use campus_core::{merge_fields, Record};
use chrono::{DateTime, NaiveTime, Utc, Weekday};
use serde::{Deserialize, Serialize};

/// One weekly lesson slot.
#[derive(Debug, Clone, PartialEq, Serialize, Deserialize)]
#[serde(rename_all = "camelCase")]
pub struct TimetableEntry {
    pub id: String,
    pub class_id: String,
    pub subject_id: String,
    pub teacher_id: String,
    pub school_id: String,
    pub day: Weekday,
    pub start_time: NaiveTime,
    pub end_time: NaiveTime,
    pub room: Option<String>,
    pub created_at: DateTime<Utc>,
}

#[derive(Debug, Clone, Serialize, Deserialize)]
#[serde(rename_all = "camelCase")]
pub struct TimetableDraft {
    pub class_id: String,
    pub subject_id: String,
    pub teacher_id: String,
    pub school_id: String,
    pub day: Weekday,
    pub start_time: NaiveTime,
    pub end_time: NaiveTime,
    #[serde(default)]
    pub room: Option<String>,
}

#[derive(Debug, Clone, Default, Serialize, Deserialize)]
#[serde(rename_all = "camelCase")]
pub struct TimetablePatch {
    pub subject_id: Option<String>,
    pub teacher_id: Option<String>,
    pub day: Option<Weekday>,
    pub start_time: Option<NaiveTime>,
    pub end_time: Option<NaiveTime>,
    pub room: Option<String>,
}

impl Record for TimetableEntry {
    type Draft = TimetableDraft;
    type Patch = TimetablePatch;

    const PREFIX: &'static str = "timetable";
    const LABEL: &'static str = "Timetable entry";

    fn id(&self) -> &str {
        &self.id
    }

    fn from_draft(id: String, created_at: DateTime<Utc>, draft: TimetableDraft) -> Self {
        Self {
            id,
            class_id: draft.class_id,
            subject_id: draft.subject_id,
            teacher_id: draft.teacher_id,
            school_id: draft.school_id,
            day: draft.day,
            start_time: draft.start_time,
            end_time: draft.end_time,
            room: draft.room,
            created_at,
        }
    }

    fn apply(&mut self, patch: TimetablePatch) {
        merge_fields!(self => patch; subject_id, teacher_id, day, start_time, end_time);
        if let Some(room) = patch.room {
            self.room = Some(room);
        }
    }
}

/// All lessons of one weekday, earliest first.
#[derive(Debug, Clone, PartialEq, Serialize, Deserialize)]
#[serde(rename_all = "camelCase")]
pub struct DaySchedule {
    pub day: Weekday,
    pub entries: Vec<TimetableEntry>,
}

impl DaySchedule {
    /// Group entries by weekday (Monday first), each day sorted by start time.
    /// Days without lessons are left out.
    pub fn week(mut entries: Vec<TimetableEntry>) -> Vec<DaySchedule> {
        entries.sort_by_key(|e| (e.day.num_days_from_monday(), e.start_time));

        let mut week: Vec<DaySchedule> = Vec::new();
        for entry in entries {
            match week.last_mut() {
                Some(day) if day.day == entry.day => day.entries.push(entry),
                _ => week.push(DaySchedule {
                    day: entry.day,
                    entries: vec![entry],
                }),
            }
        }
        week
    }
}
· · · ·
THE TASK
Going through the listing above, copy out every line that has the string "Deserialize".

ANSWER FOR THE TASK
use serde::{Deserialize, Serialize};
#[derive(Debug, Clone, PartialEq, Serialize, Deserialize)]
#[derive(Debug, Clone, Serialize, Deserialize)]
#[derive(Debug, Clone, Default, Serialize, Deserialize)]
#[derive(Debug, Clone, PartialEq, Serialize, Deserialize)]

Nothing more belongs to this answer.